There is also a phospholipase A1, which is able to cleave the sn-1 ester bond. Phosphatidylarsenocholine is a minor component of the lipids of a number of marine organisms and is discussed in the web page dealing with arsenolipids. Impaired phosphatidylcholine biosynthesis has been observed in a number of pathological conditions in the liver in humans, including the development of non-alcoholic fatty liver disease, liver failure and impaired liver regeneration. Elsevier, Amsterdam - several chapters - see Science Direct. It is argued that this diffusion process is dependent on the lipophilicity and size of the fatty acid Kampf et al. There are two fatty acids for which the body cannot synthesize sufficient quantities, and must rely on dietary sources.
Each cycle of reactions produces one molecule of FADH2, one molecule of NADH, one molecule of acetyl CoA, and a fatty acyl derivative that is two carbons shorter than that in the previous step.
CPT2 then reforms the fatty acyl-CoA. Lipolysis principally occurs in the adipose tissue and is facilitated by a set of enzymes known as lipases Ahmadian et al. Studies of labeled phosphatidylcholines and phosphatidylethanolamines have shown that the uptake of these phospholipids occurs on a different timescale compared to vesicular protein cargo Vance et al. Because of the increased demand for membrane constituents, there is enhanced synthesis of phosphatidylcholine in cancer cells and solid tumours; the various biosynthetic and catabolic enzymes are seen as potential targets for the development of new therapeutic agents.

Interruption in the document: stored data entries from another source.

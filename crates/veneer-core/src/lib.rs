//! # Veneer core
//!
//! The substrate every widget skin is built from. A skin is the
//! paint/layout/input strategy bound to one component; this crate provides
//! the four pieces that recur across all of them, plus the collaborator
//! seams to the host application:
//!
//! - [`StyleStore`]: per-widget typed style vocabulary with theme-seeded
//!   defaults, string-sheet bridge, and layout-vs-paint change signaling.
//! - [`Measure`]: the three-way preferred-size contract
//!   (width-given-height, height-given-width, unconstrained).
//! - [`HoverPress`] / [`DisplayHub`] / [`start_auto_repeat`]: the pointer
//!   interaction machinery: per-widget press/hover/drag state, display-wide
//!   capture grabs with RAII release, and the two-phase auto-repeat driver.
//! - [`VisibleRows`]: incremental projection of a lazily loaded tree into
//!   the flat row sequence skins actually render, with minimal patches per
//!   edit.
//!
//! Collaborators owned by the host and consumed here: the component tree
//! ([`Component`] handles + [`RepaintScheduler`]), the 2D surface
//! ([`Canvas`] display lists replayed by a [`RenderBackend`]), the timer
//! pump ([`Timers`] with an injectable [`Clock`]), and the theme/resource
//! provider ([`Theme`], [`TextRuler`]).
//!
//! Everything is single-threaded and reactive: skins mutate state in
//! response to input events, model edits, and timer callbacks, and report
//! dirt through the scheduler. Nothing here blocks.

pub mod anim;
pub mod canvas;
pub mod color;
pub mod component;
pub mod display;
pub mod error;
pub mod geometry;
pub mod input;
pub mod interaction;
pub mod projection;
pub mod style;
pub mod theme;
pub mod timer;

pub use anim::*;
pub use canvas::*;
pub use color::*;
pub use component::*;
pub use display::*;
pub use error::*;
pub use geometry::*;
pub use input::*;
pub use interaction::*;
pub use projection::*;
pub use style::*;
pub use theme::*;
pub use timer::*;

In particular, the brain takes part in a substantial amount of phospholipid synthesis Ross et al. This process occurs at the ER, but can also occur in ER-derived vesicles as well as the plasma membrane Kim et al. In such cases, cholesterol is packaged into HDLs, which return it to the liver. Impaired phosphatidylcholine biosynthesis has been observed in a number of pathological conditions in the liver in humans, including the development of non-alcoholic fatty liver disease, liver failure and impaired liver regeneration.
The carboxylation of acetyl CoA to malonyl CoA is irreversible and the rate-limiting step in fatty acid synthesis Ha and Kim, Geiger, O. Glycerolphosphate, the rate-limiting step of TAG synthesis, is converted to lysophosphatidic acid by glycerolphosphate acyltransferase GPAT. Phospholipid Synthesis Synthesis of all classes of phospholipids begins with two common precursors: phosphatidic acid and diacylglycerol Figure 3. It is also a precursor for phosphatidic acid, lysophosphatidylcholine and platelet-activating factor , each with important signalling functions, and of phosphatidylserine.
Broadly speaking, lipids can be classified into five major subcategories.
Lysophosphatidylcholine Lysophosphatidylcholine LPC , with one mole of fatty acid per mole of lipid in position sn-1, is found in trace amounts in most animal tissues at greater concentrations, it disrupts membranes. Triacylglycerol Transport While TAG synthesis can take place in the brain, liver, heart, skeletal muscle and kidney, they are also transported to these regions through the bloodstream. The addition of phosphocholine defines these lipids as phospholipids, and they are therefore also referred to as phosphosphingolipids. Thus, protein-dependent intracellular transport does not appear to be a major contributor to phospholipid redistribution. Fission of the vesicles with the plasma membrane transfers the lipid cargo from one membrane to another. The monoacylglycerol pathway is similar, but rather than initiating with glucose, this pathway begins with monoacylglycerol, which is converted into 1,2-diacylgycerol by monoacylglycerol acyltransferase MGAT.
In this review, we discuss their individual structure, synthesis, and transport in the context of brain function. Another variation, although rare in humans, is the branching, or functionalization, of the fatty acid chain.